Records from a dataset
· · · ·

//! Pilot configuration.
//!
//! Loaded in priority order: environment variables > `config.json` in the
//! state dir. `PilotConfig::load` returns `Err` only for unreadable or
//! malformed files and when *no* tracker ends up configured.

use std::path::{Path, PathBuf};
use std::time::Duration;

use anyhow::{bail, Context};
use serde::{Deserialize, Serialize};

use pilot_budget::BudgetConfig;
use pilot_trackers::{AsanaConfig, AzureDevOpsConfig, LinearConfig};
use pilot_types::StatusTagNames;

use crate::poller::{PollerConfig, StaleCleanup};

fn default_true() -> bool {
    true
}

fn default_trigger() -> String {
    "pilot".to_string()
}

#[derive(Debug, Clone, Serialize, Deserialize)]
pub struct PollConfig {
    #[serde(default = "default_true")]
    pub enabled: bool,
    #[serde(default = "default_poll_interval")]
    pub interval_secs: u64,
}

fn default_poll_interval() -> u64 {
    30
}

impl Default for PollConfig {
    fn default() -> Self {
        Self {
            enabled: true,
            interval_secs: default_poll_interval(),
        }
    }
}

#[derive(Debug, Clone, Serialize, Deserialize)]
pub struct CleanupConfig {
    #[serde(default)]
    pub enabled: bool,
    #[serde(default = "default_cleanup_interval")]
    pub interval_secs: u64,
    #[serde(default = "default_cleanup_threshold")]
    pub threshold_secs: u64,
}

fn default_cleanup_interval() -> u64 {
    30 * 60
}

fn default_cleanup_threshold() -> u64 {
    60 * 60
}

impl Default for CleanupConfig {
    fn default() -> Self {
        Self {
            enabled: false,
            interval_secs: default_cleanup_interval(),
            threshold_secs: default_cleanup_threshold(),
        }
    }
}

/// Settings shared by every tracker entry.
#[derive(Debug, Clone, Serialize, Deserialize)]
pub struct TrackerCommon {
    #[serde(default = "default_true")]
    pub enabled: bool,
    #[serde(default = "default_trigger")]
    pub trigger_tag: String,
    #[serde(default)]
    pub status_tags: StatusTagNames,
    #[serde(default)]
    pub polling: PollConfig,
    /// Dispatch slots; values below 1 are coerced to 1. Default 2.
    #[serde(default)]
    pub max_concurrent: Option<i64>,
    #[serde(default)]
    pub complete_on_done: bool,
    #[serde(default)]
    pub cleanup: CleanupConfig,
}

impl Default for TrackerCommon {
    fn default() -> Self {
        Self {
            enabled: true,
            trigger_tag: default_trigger(),
            status_tags: StatusTagNames::default(),
            polling: PollConfig::default(),
            max_concurrent: None,
            complete_on_done: false,
            cleanup: CleanupConfig::default(),
        }
    }
}

impl TrackerCommon {
    pub fn poller_config(&self) -> PollerConfig {
        PollerConfig {
            trigger_tag: self.trigger_tag.clone(),
            poll_interval: Duration::from_secs(self.interval_secs_or_default()),
            max_concurrent: self.max_concurrent.unwrap_or(2),
            status_tags: self.status_tags.clone(),
            complete_on_done: self.complete_on_done,
            cleanup: self.cleanup.enabled.then(|| StaleCleanup {
                interval: Duration::from_secs(self.cleanup.interval_secs),
                threshold: Duration::from_secs(self.cleanup.threshold_secs),
            }),
        }
    }

    fn interval_secs_or_default(&self) -> u64 {
        if self.polling.interval_secs == 0 {
            default_poll_interval()
        } else {
            self.polling.interval_secs
        }
    }
}

#[derive(Debug, Clone, Serialize, Deserialize)]
pub struct AsanaEntry {
    #[serde(flatten)]
    pub common: TrackerCommon,
    #[serde(flatten)]
    pub api: AsanaConfig,
}

#[derive(Debug, Clone, Serialize, Deserialize)]
pub struct AzureDevOpsEntry {
    #[serde(flatten)]
    pub common: TrackerCommon,
    #[serde(flatten)]
    pub api: AzureDevOpsConfig,
}

#[derive(Debug, Clone, Serialize, Deserialize)]
pub struct LinearEntry {
    #[serde(flatten)]
    pub common: TrackerCommon,
    #[serde(flatten)]
    pub api: LinearConfig,
}

#[derive(Debug, Clone, Default, Serialize, Deserialize)]
pub struct TrackersConfig {
    #[serde(default)]
    pub asana: Option<AsanaEntry>,
    #[serde(default)]
    pub azure_devops: Option<AzureDevOpsEntry>,
    #[serde(default)]
    pub linear: Option<LinearEntry>,
}

#[derive(Debug, Clone, Default, Serialize, Deserialize)]
pub struct PilotConfig {
    #[serde(default)]
    pub trackers: TrackersConfig,
    #[serde(default)]
    pub budget: BudgetConfig,
}

/// Flag > `PILOT_STATE_DIR` > `.pilot`.
pub fn resolve_state_dir(flag: Option<PathBuf>) -> PathBuf {
    if let Some(dir) = flag {
        return dir;
    }
    if let Ok(dir) = std::env::var("PILOT_STATE_DIR") {
        if !dir.trim().is_empty() {
            return PathBuf::from(dir);
        }
    }
    PathBuf::from(".pilot")
}

/// Comma-separated list with per-item trimming.
pub fn parse_type_list(raw: &str) -> Vec<String> {
    raw.split(',')
        .map(|s| s.trim().to_string())
        .filter(|s| !s.is_empty())
        .collect()
}

impl PilotConfig {
    /// Read `config.json` from the state dir (when present), then let
    /// `PILOT_*` environment variables add or replace whole tracker
    /// entries. Fails when no tracker is configured at the end.
    pub fn load(state_dir: &Path) -> anyhow::Result<Self> {
        let path = state_dir.join("config.json");
        let mut config = if path.exists() {
            let raw = std::fs::read_to_string(&path)
                .with_context(|| format!("reading {}", path.display()))?;
            serde_json::from_str::<PilotConfig>(&raw)
                .with_context(|| format!("parsing {}", path.display()))?
        } else {
            PilotConfig::default()
        };

        if let Some(asana) = Self::asana_from_env() {
            config.trackers.asana = Some(asana);
        }
        if let Some(azdo) = Self::azure_devops_from_env() {
            config.trackers.azure_devops = Some(azdo);
        }
        if let Some(linear) = Self::linear_from_env() {
            config.trackers.linear = Some(linear);
        }

        if config.enabled_tracker_count() == 0 {
            bail!(
                "no trackers configured — add one to {} or set at least one of: \
                PILOT_ASANA_ACCESS_TOKEN, PILOT_AZDO_PAT, PILOT_LINEAR_API_KEY",
                path.display()
            );
        }

        Ok(config)
    }

    pub fn enabled_tracker_count(&self) -> usize {
        [
            self.trackers.asana.as_ref().map(|t| t.common.enabled),
            self.trackers
                .azure_devops
                .as_ref()
                .map(|t| t.common.enabled),
            self.trackers.linear.as_ref().map(|t| t.common.enabled),
        ]
        .into_iter()
        .flatten()
        .filter(|enabled| *enabled)
        .count()
    }

    fn asana_from_env() -> Option<AsanaEntry> {
        let access_token = non_empty_env("PILOT_ASANA_ACCESS_TOKEN")?;
        let workspace_gid = non_empty_env("PILOT_ASANA_WORKSPACE_GID")?;
        Some(AsanaEntry {
            common: TrackerCommon::default(),
            api: AsanaConfig {
                access_token,
                workspace_gid,
                project_gid: non_empty_env("PILOT_ASANA_PROJECT_GID"),
            },
        })
    }

    fn azure_devops_from_env() -> Option<AzureDevOpsEntry> {
        let pat = non_empty_env("PILOT_AZDO_PAT")?;
        let organization = non_empty_env("PILOT_AZDO_ORGANIZATION")?;
        let project = non_empty_env("PILOT_AZDO_PROJECT")?;
        Some(AzureDevOpsEntry {
            common: TrackerCommon::default(),
            api: AzureDevOpsConfig {
                organization,
                project,
                pat,
                work_item_types: non_empty_env("PILOT_AZDO_WORK_ITEM_TYPES")
                    .map(|raw| parse_type_list(&raw))
                    .unwrap_or_default(),
            },
        })
    }

    fn linear_from_env() -> Option<LinearEntry> {
        let api_key = non_empty_env("PILOT_LINEAR_API_KEY")?;
        Some(LinearEntry {
            common: TrackerCommon::default(),
            api: LinearConfig {
                api_key,
                team_id: non_empty_env("PILOT_LINEAR_TEAM_ID"),
            },
        })
    }
}

fn non_empty_env(key: &str) -> Option<String> {
    let value = std::env::var(key).ok()?;
    if value.trim().is_empty() {
        None
    } else {
        Some(value)
    }
}

#[cfg(test)]
mod tests {
    use super::*;

    #[test]
    fn parse_full_tracker_entry() {
        let config: PilotConfig = serde_json::from_str(
            r#"{
                "trackers": {
                    "asana": {
                        "access_token": "pat-123",
                        "workspace_gid": "ws-1",
                        "trigger_tag": "autopilot",
                        "polling": { "interval_secs": 10 },
                        "max_concurrent": 4,
                        "cleanup": { "enabled": true }
                    }
                },
                "budget": { "enabled": true, "daily_limit_usd": 25.0 }
            }"#,
        )
        .unwrap();

        let asana = config.trackers.asana.unwrap();
        assert_eq!(asana.api.access_token, "pat-123");
        assert_eq!(asana.common.trigger_tag, "autopilot");
        assert_eq!(asana.common.polling.interval_secs, 10);

        let poller = asana.common.poller_config();
        assert_eq!(poller.poll_interval, Duration::from_secs(10));
        assert_eq!(poller.max_concurrent, 4);
        let cleanup = poller.cleanup.unwrap();
        assert_eq!(cleanup.interval, Duration::from_secs(30 * 60));
        assert_eq!(cleanup.threshold, Duration::from_secs(60 * 60));
    }

    #[test]
    fn tracker_defaults() {
        let config: PilotConfig = serde_json::from_str(
            r#"{ "trackers": { "linear": { "api_key": "lin-1" } } }"#,
        )
        .unwrap();
        let linear = config.trackers.linear.unwrap();
        assert!(linear.common.enabled);
        assert_eq!(linear.common.trigger_tag, "pilot");

        let poller = linear.common.poller_config();
        assert_eq!(poller.poll_interval, Duration::from_secs(30));
        assert_eq!(poller.max_concurrent, 2);
        assert!(poller.cleanup.is_none());
    }

    #[test]
    fn zero_poll_interval_falls_back_to_default() {
        let mut common = TrackerCommon::default();
        common.polling.interval_secs = 0;
        assert_eq!(
            common.poller_config().poll_interval,
            Duration::from_secs(30)
        );
    }

    #[test]
    fn enabled_count_ignores_disabled_entries() {
        let config: PilotConfig = serde_json::from_str(
            r#"{
                "trackers": {
                    "linear": { "api_key": "k", "enabled": false },
                    "azure_devops": { "organization": "o", "project": "p", "pat": "x" }
                }
            }"#,
        )
        .unwrap();
        assert_eq!(config.enabled_tracker_count(), 1);
    }

    #[test]
    fn parse_type_list_trims_and_drops_empty() {
        assert_eq!(parse_type_list("Task, Bug ,"), vec!["Task", "Bug"]);
        assert_eq!(parse_type_list(""), Vec::<String>::new());
    }

    #[test]
    fn resolve_state_dir_prefers_flag() {
        assert_eq!(
            resolve_state_dir(Some(PathBuf::from("/tmp/pilot"))),
            PathBuf::from("/tmp/pilot")
        );
    }

    #[test]
    fn load_fails_with_no_trackers() {
        let tmp = tempfile::TempDir::new().unwrap();
        let err = PilotConfig::load(tmp.path()).unwrap_err();
        assert!(err.to_string().contains("no trackers configured"));
    }

    #[test]
    fn load_reads_config_file() {
        let tmp = tempfile::TempDir::new().unwrap();
        std::fs::write(
            tmp.path().join("config.json"),
            r#"{ "trackers": { "linear": { "api_key": "lin-1" } } }"#,
        )
        .unwrap();
        let config = PilotConfig::load(tmp.path()).unwrap();
        assert!(config.trackers.linear.is_some());
        assert_eq!(config.enabled_tracker_count(), 1);
    }
}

· · · ·

--- What you should do ---
The lines you need are those with the word "PollConfig"; list them from the entries.

--- Final answer ---
pub struct PollConfig {
impl Default for PollConfig {
    pub polling: PollConfig,
            polling: PollConfig::default(),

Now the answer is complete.